Certains habitants de Mwaro considèrent leur gouverneur comme un traître. « Comment ose-t-il se mettre à la place d’un orphelin ou d’un indigent du coin pour bénéficier d’une vache qui n’est pas sienne ? » s’interroge furieusement un habitant du centre urbain de Mwaro. Selon un autre, il est anormal que ses supérieurs hiérarchiques ne l’aient pas encore limogé. Une femme d’une colline de Rusaka rencontrée dans son champ de maïs s’est étonnée : « Si un gouverneur parvient à voler une vache, comment va-t-il protéger sa population contre des détournements ? » Pour cette mère de quatre enfants, le gouverneur devrait avoir le courage de démissionner après cet acte honteux .

L’Olucome dénonce un marché biaisé

D’après Gabriel Rufyiri, président de l’Olucome, ce marché n’est pas conforme à la loi : « Les vaches devaient être réceptionnées à la frontière rwando-burundaise. Mais le fournisseur du nom de Kanani s’est arrangé avec la Direction Nationale de Contrôle des marchés publics et le ministère de l’Agriculture et de l’Elevage pour les rassembler à Rukoko. » Il doute si réellement ces troupeaux ont été importés : « Seuls 5% réunissaient les conditions requises. »
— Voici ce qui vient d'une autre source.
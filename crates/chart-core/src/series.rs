// File: crates/chart-core/src/series.rs
// Summary: Rating history model (contest results), chart configuration variants, and the JSON boundary.
// Notes:
// - `RatingChange` mirrors the Codeforces `user.rating` result rows so a history
//   can be deserialized straight from the API response.
// - The engine only reads these values; it never mutates a bound configuration.

use std::fmt;

use serde::Deserialize;
use skia_safe as skia;

use crate::error::{ChartError, ChartResult};
use crate::tier::Tier;

/// Contest identifier, used as the navigation key.
#[derive(Clone, Copy, Debug, PartialEq, Eq, Hash, Deserialize)]
#[serde(transparent)]
pub struct ContestId(pub u32);

impl fmt::Display for ContestId {
    fn fmt(&self, f: &mut fmt::Formatter<'_>) -> fmt::Result { self.0.fmt(f) }
}

/// Public page of a contest.
pub fn contest_url(id: ContestId) -> String {
    format!("https://codeforces.com/contest/{id}")
}

/// One rated contest result.
#[derive(Clone, Debug, PartialEq, Deserialize)]
#[serde(rename_all = "camelCase")]
pub struct RatingChange {
    pub contest_id: ContestId,
    pub contest_name: String,
    pub rank: u32,
    pub old_rating: i32,
    pub new_rating: i32,
    /// Unix seconds.
    pub rating_update_time_seconds: i64,
}

impl RatingChange {
    /// Rating change of this contest; widened so any pair of ratings fits.
    pub fn delta(&self) -> i64 { i64::from(self.new_rating) - i64::from(self.old_rating) }
}

/// Chronological list of contest results for one user.
#[derive(Clone, Debug, Default, PartialEq)]
pub struct RatingHistory {
    pub changes: Vec<RatingChange>,
}

#[derive(Deserialize)]
#[serde(untagged)]
enum HistoryPayload {
    Envelope {
        status: String,
        #[serde(default)]
        comment: Option<String>,
        #[serde(default)]
        result: Vec<RatingChange>,
    },
    Bare(Vec<RatingChange>),
}

impl RatingHistory {
    /// Parse either a `{ "status", "result" }` API envelope or a bare array.
    ///
    /// A failed envelope whose comment says the handle was not found is an
    /// empty history; any other failure is `ChartError::Api`.
    pub fn from_json(text: &str) -> ChartResult<Self> {
        let payload: HistoryPayload = serde_json::from_str(text)?;
        let changes = match payload {
            HistoryPayload::Bare(changes) => changes,
            HistoryPayload::Envelope { status, result, .. } if status == "OK" => result,
            HistoryPayload::Envelope { comment, .. } => {
                let comment = comment.unwrap_or_default();
                if comment.contains("not found") {
                    Vec::new()
                } else {
                    return Err(ChartError::Api(comment));
                }
            }
        };
        Ok(Self { changes })
    }

    pub fn is_empty(&self) -> bool { self.changes.is_empty() }

    /// Highest rating ever reached.
    pub fn max_rating(&self) -> Option<i32> {
        self.changes.iter().map(|c| c.new_rating).max()
    }

    /// Rating after the latest contest.
    pub fn current_rating(&self) -> Option<i32> {
        self.changes.last().map(|c| c.new_rating)
    }
}

/// Line chart over one rating series.
#[derive(Clone, Debug, Default, PartialEq)]
pub struct LineChart {
    /// Chronological; never re-sorted by the engine.
    pub series: Vec<RatingChange>,
    /// All-time maximum rating; points equal to it get the personal-best marker.
    pub max_achieved_rating: Option<i32>,
    /// Series color; the theme's line color when absent.
    pub line_color: Option<skia::Color>,
    /// Legend caption.
    pub label: String,
}

impl LineChart {
    pub fn new(series: Vec<RatingChange>) -> Self {
        Self { series, max_achieved_rating: None, line_color: None, label: "Rating".to_string() }
    }

    pub fn with_max_achieved(mut self, rating: i32) -> Self {
        self.max_achieved_rating = Some(rating);
        self
    }

    pub fn with_color(mut self, color: skia::Color) -> Self {
        self.line_color = Some(color);
        self
    }

    /// Chart of a whole history: personal best from the full history, series
    /// colored by the tier of the current rating.
    pub fn from_history(history: RatingHistory) -> Self {
        let max = history.max_rating();
        let color = history.current_rating().map(|r| Tier::for_rating(r).color());
        Self { max_achieved_rating: max, line_color: color, ..Self::new(history.changes) }
    }
}

/// Chart kinds that only render a static notice.
#[derive(Clone, Copy, Debug, PartialEq, Eq)]
pub enum LegacyKind {
    Bar,
    Pie,
}

impl LegacyKind {
    pub fn title(&self) -> &'static str {
        match self {
            LegacyKind::Bar => "Bar",
            LegacyKind::Pie => "Pie",
        }
    }
}

/// One render configuration bound to an engine.
#[derive(Clone, Debug, PartialEq)]
pub enum ChartConfig {
    Line(LineChart),
    Legacy(LegacyKind),
    /// Unrecognized kind name, kept for the error placeholder.
    Unsupported(String),
}

impl ChartConfig {
    /// Map a loose kind name to a configuration; `line` is only used for "line".
    pub fn from_kind_name(kind: &str, line: LineChart) -> Self {
        match kind {
            "line" => ChartConfig::Line(line),
            "bar" => ChartConfig::Legacy(LegacyKind::Bar),
            "pie" => ChartConfig::Legacy(LegacyKind::Pie),
            other => ChartConfig::Unsupported(other.to_string()),
        }
    }

    pub fn line(&self) -> Option<&LineChart> {
        match self {
            ChartConfig::Line(l) => Some(l),
            _ => None,
        }
    }
}

impl From<LineChart> for ChartConfig {
    fn from(l: LineChart) -> Self { ChartConfig::Line(l) }
}

#[cfg(test)]
mod tests {
    use super::*;

    const ENVELOPE: &str = r#"{
        "status": "OK",
        "result": [
            {"contestId": 1, "contestName": "Round 1", "handle": "x", "rank": 900,
             "ratingUpdateTimeSeconds": 1600000000, "oldRating": 0, "newRating": 1400},
            {"contestId": 7, "contestName": "Round 7", "handle": "x", "rank": 120,
             "ratingUpdateTimeSeconds": 1600600000, "oldRating": 1400, "newRating": 1650},
            {"contestId": 9, "contestName": "Round 9", "handle": "x", "rank": 1500,
             "ratingUpdateTimeSeconds": 1601200000, "oldRating": 1650, "newRating": 1580}
        ]
    }"#;

    #[test]
    fn parses_api_envelope() {
        let h = RatingHistory::from_json(ENVELOPE).unwrap();
        assert_eq!(h.changes.len(), 3);
        assert_eq!(h.changes[1].contest_id, ContestId(7));
        assert_eq!(h.changes[2].delta(), -70);
        assert_eq!(h.max_rating(), Some(1650));
        assert_eq!(h.current_rating(), Some(1580));
    }

    #[test]
    fn parses_bare_array() {
        let h = RatingHistory::from_json(
            r#"[{"contestId": 3, "contestName": "A", "rank": 1, "ratingUpdateTimeSeconds": 0, "oldRating": 1500, "newRating": 1510}]"#,
        )
        .unwrap();
        assert_eq!(h.changes[0].contest_name, "A");
    }

    #[test]
    fn unknown_handle_is_empty_other_failures_error() {
        let h = RatingHistory::from_json(r#"{"status":"FAILED","comment":"handle: User with handle zz not found"}"#).unwrap();
        assert!(h.is_empty());
        let e = RatingHistory::from_json(r#"{"status":"FAILED","comment":"Call limit exceeded"}"#).unwrap_err();
        assert!(matches!(e, ChartError::Api(ref c) if c == "Call limit exceeded"));
    }

    #[test]
    fn line_from_history_uses_full_history_max_and_current_tier_color() {
        let line = LineChart::from_history(RatingHistory::from_json(ENVELOPE).unwrap());
        assert_eq!(line.max_achieved_rating, Some(1650));
        assert_eq!(line.line_color, Some(Tier::for_rating(1580).color()));
        assert_eq!(line.label, "Rating");
    }

    #[test]
    fn kind_names_map_to_variants() {
        assert!(matches!(ChartConfig::from_kind_name("line", LineChart::default()), ChartConfig::Line(_)));
        assert_eq!(ChartConfig::from_kind_name("pie", LineChart::default()), ChartConfig::Legacy(LegacyKind::Pie));
        assert_eq!(
            ChartConfig::from_kind_name("radar", LineChart::default()),
            ChartConfig::Unsupported("radar".into())
        );
    }

    #[test]
    fn urls_are_keyed_by_contest() {
        assert_eq!(contest_url(ContestId(1843)), "https://codeforces.com/contest/1843");
    }
}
M. Kanani affirme que ces bovins remplissaient les critères. La preuve, explique-t-il, le MINAGRI a signé sur les fiches de réception de ces troupeaux. Et de préciser que les bovins réceptionnés à Rukoko appartenaient à la province de Bujumbura seulement. S’il n’est pas payé, Kanani est prêt à porter plainte contre le gouvernement burundais, précise-t-il.